February 10, 2013 by spinechillers
Have you ever wondered what it takes to be a Make-Up and Special Effects Designer? Whether it’s creating flesh-eating zombies from Dawn of the Dead to the visceral creation of Kuato from Total Recall, what does it take to get into the mind-set of someone so close to pushing the human anatomy beyond reality?
To find out I visited my friend Sammm Agnew. She is a professional Make-Up and SFX Designer and has worked in the film, television, music and theatre industry for over 8 years. Her room is cluttered with numerous boxes of make-up, a closet full of wacky outfits and a laundry bag full of wigs.
“It wasn’t so much of a decision to become a make-up SFX designer,” says Sammm.
“I started clubbing quite early on and, like any 14 year old girl that wants to get into a club, I put loads of make-up on!”
“I made myself into a crazy Goth drag queen or a Disney villainess and things kind of escalated from there. Soon I got fed up with the limitations of make-up and that’s when I got led into prosthetics because there’s only so much you can do working in two dimensions.”
Sammm’s family played a part in her interest for working in the film and television industry.
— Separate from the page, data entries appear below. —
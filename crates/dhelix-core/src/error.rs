//! Error types for the terminal core.
//!
//! Every variant here except [`SeedError`] is a *reported* condition: the
//! surface renders it as an error line and keeps accepting input.
//!
//! - [`FsError`] - navigation and file lookups in the mock filesystem
//! - [`CommandError`] - dispatch failures and command usage errors
//! - [`TargetError`] - contact values that cannot be opened as links
//! - [`SeedError`] - invalid seed data, raised once at session start

/// Virtual filesystem errors.
#[derive(Debug, Clone, PartialEq, Eq, thiserror::Error)]
pub enum FsError {
    /// No entry with the requested name exists in the searched directory.
    #[error("Directory '{name}' not found in '{dir}'")]
    DirectoryNotFound { name: String, dir: String },

    /// The requested name exists but is a file.
    #[error("cd: '{name}' in '{dir}' is not a directory")]
    NotADirectory { name: String, dir: String },

    /// No file with the requested name exists in the searched directory.
    #[error("File '{name}' not found in '{dir}'")]
    FileNotFound { name: String, dir: String },
}

/// Errors produced while dispatching a command line.
#[derive(Debug, Clone, PartialEq, Eq, thiserror::Error)]
pub enum CommandError {
    #[error("{0}: command not found. Type 'help' for available commands.")]
    NotFound(String),

    /// A command that requires an argument was called without one.
    #[error("{0}: missing operand")]
    MissingOperand(&'static str),

    /// The command is registered but has no implementation yet.
    #[error("{0}: not available yet")]
    NotImplemented(String),

    #[error(transparent)]
    Fs(#[from] FsError),

    #[error("contact: {0}")]
    Target(#[from] TargetError),
}

/// A contact value that was refused as an external link.
#[derive(Debug, Clone, PartialEq, Eq, thiserror::Error)]
pub enum TargetError {
    #[error("'{0}' has an empty value")]
    Empty(String),

    /// Only `http://` and `https://` links are opened.
    #[error("'{0}' must start with http:// or https://")]
    InvalidProtocol(String),

    #[error("'{0}' has no host")]
    NoHost(String),
}

/// Invalid seed data.
#[derive(Debug, thiserror::Error)]
pub enum SeedError {
    #[error("failed to parse seed: {0}")]
    Parse(#[from] toml::de::Error),

    /// Two entries share the same `(location, filename)` pair.
    #[error("duplicate entry '{filename}' in '{location}'")]
    DuplicateEntry { location: String, filename: String },

    /// A file without content, or a directory with content.
    #[error("entry '{filename}' in '{location}': content is only allowed on files")]
    ContentMismatch { location: String, filename: String },

    #[error("entry in '{0}' has an empty filename")]
    EmptyFilename(String),

    /// The location is not an absolute directory path such as `/` or `/docs`.
    #[error("entry '{filename}': location '{location}' is not an absolute directory path")]
    InvalidLocation { location: String, filename: String },
}
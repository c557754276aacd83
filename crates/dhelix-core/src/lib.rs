//! Command interpreter and mock filesystem behind the Double Helix terminal.
//!
//! This crate provides:
//! - [`VirtualFs`] and [`NavigatorState`] for the read-only mock filesystem
//! - [`CommandInterpreter`] for dispatching command lines to handlers
//! - [`Session`], the per-user root that owns both
//! - [`autocomplete`] and [`get_hint`] for tab completion
//!
//! Nothing here touches the DOM; surfaces render [`Reply`] values and carry
//! out [`SideEffect`]s themselves.

mod autocomplete;
mod commands;
pub mod config;
mod contact;
pub mod error;
mod filesystem;
pub mod models;
mod session;

pub use autocomplete::{AutocompleteResult, autocomplete, get_hint};
pub use commands::{CommandInterpreter, CommandOutput, Handler, Reply, SideEffect, split_line};
pub use contact::{EMAIL_KEY, contact_target};
pub use error::{CommandError, FsError, SeedError, TargetError};
pub use filesystem::{Listing, NavigatorState, ROOT, VirtualFs, normalize};
pub use models::{Contact, EntryKind, FsEntry, Seed};
pub use session::Session;
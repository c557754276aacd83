//! Root application module.
//!
//! Contains the main App component, AppContext definition, TerminalState,
//! and application-level setup logic following Leptos conventions.

use std::collections::VecDeque;

use dhelix_core::{CommandInterpreter, Seed, Session, VirtualFs};
use leptos::prelude::*;

use crate::components::terminal::Shell;
use crate::config::{APP_NAME, MAX_COMMAND_HISTORY, MAX_TERMINAL_HISTORY};
use crate::models::OutputLine;

// ============================================================================
// TerminalState
// ============================================================================

/// Display state of the terminal surface.
///
/// Holds what the user sees (output history) and what they typed (command
/// history). Navigation state lives in the [`Session`], not here.
///
/// # Note
///
/// This struct is `Copy` because all fields are Leptos signals, which are
/// cheap to copy (they're just pointers to the underlying reactive state).
#[derive(Clone, Copy)]
pub struct TerminalState {
    /// Terminal output history (bounded by `MAX_TERMINAL_HISTORY`).
    pub history: RwSignal<VecDeque<OutputLine>>,
    /// Command history for up/down navigation.
    pub command_history: RwSignal<Vec<String>>,
    /// Current position in command history (for navigation).
    pub history_index: RwSignal<Option<usize>>,
}

impl TerminalState {
    pub fn new() -> Self {
        Self {
            history: RwSignal::new(VecDeque::with_capacity(MAX_TERMINAL_HISTORY)),
            command_history: RwSignal::new(Vec::new()),
            history_index: RwSignal::new(None),
        }
    }

    /// Appends a single output line, dropping the oldest past capacity.
    pub fn push_output(&self, line: OutputLine) {
        self.push_lines(vec![line]);
    }

    /// Appends multiple output lines, dropping the oldest past capacity.
    pub fn push_lines(&self, lines: Vec<OutputLine>) {
        if lines.is_empty() {
            return;
        }
        self.history.update(|h| {
            h.extend(lines);
            let excess = h.len().saturating_sub(MAX_TERMINAL_HISTORY);
            h.drain(..excess);
        });
    }

    /// Clears all terminal output history.
    pub fn clear_history(&self) {
        self.history.update(|h| h.clear());
    }

    pub fn add_to_command_history(&self, cmd: &str) {
        if !cmd.trim().is_empty() {
            self.command_history.update(|h| {
                if h.last().map(|s| s.as_str()) != Some(cmd) {
                    h.push(cmd.to_string());
                    if h.len() > MAX_COMMAND_HISTORY {
                        h.remove(0);
                    }
                }
            });
        }
        self.history_index.set(None);
    }

    /// Step through command history. Negative `direction` goes back in time.
    pub fn navigate_history(&self, direction: i32) -> Option<String> {
        let history = self.command_history.get();
        if history.is_empty() {
            return None;
        }

        let current_index = self.history_index.get();
        let new_index = match current_index {
            None if direction < 0 => Some(history.len() - 1),
            Some(i) if direction < 0 && i > 0 => Some(i - 1),
            Some(i) if direction > 0 && i < history.len() - 1 => Some(i + 1),
            Some(_) if direction > 0 => None,
            _ => current_index,
        };

        self.history_index.set(new_index);
        new_index.map(|i| history[i].clone())
    }
}

impl Default for TerminalState {
    fn default() -> Self {
        Self::new()
    }
}

// ============================================================================
// AppContext
// ============================================================================

/// Application-wide reactive context.
///
/// Provided at the root of the component tree and accessed from children
/// with `use_context::<AppContext>()`.
#[derive(Clone, Copy)]
pub struct AppContext {
    /// Terminal display state.
    pub terminal: TerminalState,

    /// The interpreter session. Its current directory drives the prompt.
    pub session: RwSignal<Session>,

    /// Set when the embedded seed could not be loaded; shown after the banner.
    pub boot_error: StoredValue<Option<String>>,
}

impl AppContext {
    /// Creates the context with a session over the embedded seed.
    ///
    /// A broken seed still yields a working terminal: the built-in commands
    /// run over an empty filesystem and the error is reported at boot.
    pub fn new() -> Self {
        let (session, boot_error) = match Session::builtin() {
            Ok(session) => (session, None),
            Err(e) => {
                log::error!("failed to load seed: {}", e);
                let seed = Seed {
                    creator: APP_NAME.to_string(),
                    contacts: Vec::new(),
                    entries: Vec::new(),
                };
                let session =
                    Session::new(VirtualFs::empty(), CommandInterpreter::with_builtins(&seed));
                (session, Some(format!("Failed to load filesystem: {}", e)))
            }
        };

        Self {
            terminal: TerminalState::new(),
            session: RwSignal::new(session),
            boot_error: StoredValue::new(boot_error),
        }
    }

    /// Prompt for the current directory, e.g. `$ /documents > `.
    ///
    /// Reads the session signal, so views using it re-render after `cd`.
    pub fn get_prompt(&self) -> String {
        self.session.with(|s| s.prompt())
    }
}

impl Default for AppContext {
    fn default() -> Self {
        Self::new()
    }
}

/// Root application component with error boundary.
#[component]
pub fn App() -> impl IntoView {
    let ctx = AppContext::new();
    provide_context(ctx);

    view! {
        <ErrorBoundary
            fallback=|errors| view! {
                <div class="fatal">
                    <h1>"Something went wrong"</h1>
                    <ul>
                        {move || errors.get()
                            .into_iter()
                            .map(|(_, e)| view! { <li>{e.to_string()}</li> })
                            .collect::<Vec<_>>()
                        }
                    </ul>
                    <button on:click=move |_| {
                        if let Some(window) = web_sys::window() {
                            let _ = window.location().reload();
                        }
                    }>
                        "Reload Page"
                    </button>
                </div>
            }
        >
            <Shell />
        </ErrorBoundary>
    }
}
‘I have loads of family in the industry, but our work doesn’t really cross over. My father is a stage and charge hand at Pinewood and Shepperton Studios. Whilst studying, I had a work experience on Holby City in BBC Elstree and on the film Golden Age by Warner Brothers at Shepperton Studios. I was also on the Foam Run on the set of The Fantastic Mr Fox”
Sammm’s living room is home to loads of mini-sculpture projects. A severed hand sits comfortably near the fireplace, whilst an unfinished sculpture-head remains wrapped in cling film, awaiting its master’s next touch.
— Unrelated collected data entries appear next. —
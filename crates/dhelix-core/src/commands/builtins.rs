//! The standard command set.

use crate::config::HELP_TEXT;
use crate::contact::contact_target;
use crate::error::CommandError;
use crate::models::{Contact, Seed};

use super::{CommandInterpreter, CommandOutput, SideEffect};

/// NPC generators that have no implementation yet.
const PENDING_GENERATORS: &[&str] = &["mon", "hum"];

/// Text printed by `contact` without a (known) key.
fn contact_block(creator: &str, contacts: &[Contact]) -> String {
    let list = contacts
        .iter()
        .map(ToString::to_string)
        .collect::<Vec<_>>()
        .join("\n");
    format!("\nCreated by {}\n\n{}", creator, list)
}

impl CommandInterpreter {
    /// Interpreter with `help`, `cwd`, `cd`, `ls`, `cat`, `clear`, `contact`,
    /// `mon` and `hum` registered.
    pub fn with_builtins(seed: &Seed) -> Self {
        let mut interpreter = Self::new();

        interpreter.register("help", |_, _| Ok(CommandOutput::block(HELP_TEXT)));

        interpreter.register("cwd", |fs, _| {
            Ok(CommandOutput::text(fs.current_directory()))
        });

        interpreter.register("cd", |fs, dir| {
            Ok(CommandOutput::text(fs.change_directory(dir)?))
        });

        interpreter.register("ls", |fs, _| Ok(CommandOutput::Lines(fs.list().lines())));

        interpreter.register("cat", |fs, file| {
            let file = file.ok_or(CommandError::MissingOperand("cat"))?;
            Ok(CommandOutput::block(fs.read_file(file)?))
        });

        interpreter.register("clear", |_, _| {
            Ok(CommandOutput::Effect {
                effect: SideEffect::Clear,
                message: None,
            })
        });

        let contacts = seed.contacts.clone();
        let block = contact_block(&seed.creator, &contacts);
        interpreter.register("contact", move |_, key| {
            let Some(contact) = key.and_then(|k| contacts.iter().find(|c| c.key == k)) else {
                return Ok(CommandOutput::block(&block));
            };

            let target = contact_target(contact).inspect_err(|e| {
                log::warn!("refusing to open contact '{}': {}", contact.key, e);
            })?;

            Ok(CommandOutput::Effect {
                effect: SideEffect::Open { target },
                message: Some(format!("Opening {}", contact)),
            })
        });

        for &name in PENDING_GENERATORS {
            interpreter.register(name, move |_, _| {
                Err(CommandError::NotImplemented(name.to_string()))
            });
        }

        interpreter
    }
}
//! UI components built with Leptos.
//!
//! - [`terminal`] - Terminal emulator interface and its [`Shell`](terminal::Shell) container

pub mod terminal;
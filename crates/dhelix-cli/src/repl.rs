//! Read-eval-print loop over stdin/stdout.

use std::io::{self, BufRead, Write};

use dhelix_core::config::{BANNER, TAGLINE};
use dhelix_core::{CommandOutput, Reply, Session, SideEffect};

/// ANSI sequence that clears the screen and homes the cursor.
const CLEAR_SCREEN: &str = "\x1b[2J\x1b[H";

/// Words that end the loop without going through the interpreter.
const EXIT_WORDS: &[&str] = &["exit", "quit"];

/// Render a reply as the text to print.
pub fn render(reply: &Reply) -> String {
    match reply {
        Ok(CommandOutput::Effect { effect, message }) => {
            let mut out = match effect {
                SideEffect::Clear => CLEAR_SCREEN.to_string(),
                SideEffect::Open { target } => format!("open: {}\n", target),
            };
            if let Some(message) = message {
                out.push_str(message);
                out.push('\n');
            }
            out
        }
        Ok(output) => output
            .lines()
            .into_iter()
            .map(|line| line + "\n")
            .collect(),
        Err(e) => format!("{}\n", e),
    }
}

/// Drive `session` from `input` until EOF or an exit word.
///
/// Lines that are not valid UTF-8 are decoded lossily and submitted like any
/// other line.
pub fn run<R: BufRead, W: Write>(
    mut session: Session,
    banner: bool,
    mut input: R,
    mut output: W,
) -> io::Result<()> {
    if banner {
        writeln!(output, "{}{}", BANNER, TAGLINE)?;
    }

    let mut buf = Vec::new();
    loop {
        write!(output, "{}", session.prompt())?;
        output.flush()?;

        buf.clear();
        if input.read_until(b'\n', &mut buf)? == 0 {
            writeln!(output)?;
            return Ok(());
        }
        let line = String::from_utf8_lossy(&buf);

        if EXIT_WORDS.contains(&line.trim()) {
            return Ok(());
        }

        let reply = session.submit(&line);
        write!(output, "{}", render(&reply))?;
    }
}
With an impressively gruesome portfolio under her belt (including multiple credits for Metal Hammer and Kerrang), Sammm doesn’t tire from her innate fascination of anatomical illusion.
“I think it’s fantastic that something our bodies naturally produce, we can make out of completely synthetic materials. You can make it look so real. On the other hand I’ve wanted to reproduce areas of the body that are edible. And glammed up in a way that makes them less real, using glitter blood for instance.”
Despite a penchant for fantasy, Sammm is no stranger to reality. She’s worked with the SAS, Army and Navy, training troops to handle casualties on the front line.
“You can use prosthetics to test the effect injuries have on soldiers. I was quite unaware of how realistic they were until I saw other people’s reactions. One guy saw the make-up I had used on a real amputee – I made it look like the person had just been amputated – and the guy ran away. I’ve seen people throw up and swear. Even the people who are meant to be treating amputees backed off as if they didn’t want to treat them – another guy went into shock for 12 hours…so that was something.”
A severed foot now rests comfortably on the floor.
“Wounds have always been easy to do and because of that I enjoy it, but it means I can take it a step further. For example, put a bone in there or add a joint. It’s really nice to be able to alter the human body in that way.”
Gore aside, Sammm’s inspiration for creating new pieces comes from reoccurring childhood dreams.
“I used to imagine a type of material that didn’t exist. The closest thing to it I’ve seen is aerogel and when I came across it recently, I thought to myself, that’s almost like what I’ve dreamt of. Dreams like this filled me with the urge to develop strange ideas that can be used in film and television projects.”
At this point Sammm’s partner Christopher Clark, from heavy Metal Band Xerath, pops his head around the door, “There’s another doll on the drive.” We rush to the window where lo and behold a doll lays smashed and decapitated.
“It’s been happening a lot recently – there was another one across the street last week,” he mutters before going out again.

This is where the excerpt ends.